**Goal of the exercise**
Bring together all lines of the material below that contain the string "super".

++++++++++

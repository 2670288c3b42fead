//! Utility functions for path resolution, ANSI stripping, and time formatting.
use std::fs;
use std::path::PathBuf;

/// Strip ANSI escape sequences from a string.
///
/// Handles SGR sequences (ending in `m`) and other CSI sequences (ending
/// in any letter in the `@`..`~` range), so cursor movement, erase, etc.
/// are also stripped without consuming unrelated text.
pub(super) fn strip_ansi(s: &str) -> String {
    let mut out = String::with_capacity(s.len());
    let mut chars = s.chars();
    while let Some(c) = chars.next() {
        if c == '\x1b' {
            if let Some(next) = chars.next()
                && next == '['
            {
                for inner in chars.by_ref() {
                    if ('@'..='~').contains(&inner) {
                        break;
                    }
                }
            }
        } else {
            out.push(c);
        }
    }
    out
}

/// Return the terminal width in columns.
///
/// Reads the `COLUMNS` environment variable, falling back to 80 if unset
/// or unparseable.
pub(super) fn terminal_columns() -> usize {
    std::env::var("COLUMNS")
        .ok()
        .and_then(|v| v.parse::<usize>().ok())
        .filter(|&n| n > 0)
        .unwrap_or(80)
}

/// Return the `$XDG_CACHE_HOME/devenv/` directory, creating it if needed.
pub(crate) fn cache_dir() -> Option<PathBuf> {
    let cache_dir = std::env::var("XDG_CACHE_HOME").map_or_else(
        |_| {
            std::env::var("HOME")
                .map_or_else(|_| PathBuf::from("."), PathBuf::from)
                .join(".cache")
        },
        PathBuf::from,
    );
    let dir = cache_dir.join("devenv");
    fs::create_dir_all(&dir).ok()?;
    Some(dir)
}

/// Return the log file path under `$XDG_CACHE_HOME/devenv/` (or `~/.cache/devenv/`).
pub(super) fn log_file_path(command: &str) -> Option<PathBuf> {
    Some(cache_dir()?.join(format!("{command}.log")))
}

/// Return the path of the machine-readable recap of the last run.
pub(super) fn recap_file_path() -> Option<PathBuf> {
    Some(cache_dir()?.join("last-run.json"))
}

/// Format the current UTC time as `YYYY-MM-DD HH:MM:SS`.
pub(super) fn format_utc_datetime() -> String {
    chrono::Utc::now().format("%Y-%m-%d %H:%M:%S").to_string()
}

/// Format the current UTC time as RFC 3339 with second precision.
pub(super) fn format_utc_rfc3339() -> String {
    chrono::Utc::now()
        .to_rfc3339_opts(chrono::SecondsFormat::Secs, true)
}

/// Format the current UTC time as `HH:MM:SS`.
pub(super) fn format_utc_time() -> String {
    chrono::Utc::now().format("%H:%M:%S").to_string()
}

++++++++++

**Solution to this problem**
pub(super) fn strip_ansi(s: &str) -> String {
pub(super) fn terminal_columns() -> usize {
pub(super) fn log_file_path(command: &str) -> Option<PathBuf> {
pub(super) fn recap_file_path() -> Option<PathBuf> {
pub(super) fn format_utc_datetime() -> String {
pub(super) fn format_utc_rfc3339() -> String {
pub(super) fn format_utc_time() -> String {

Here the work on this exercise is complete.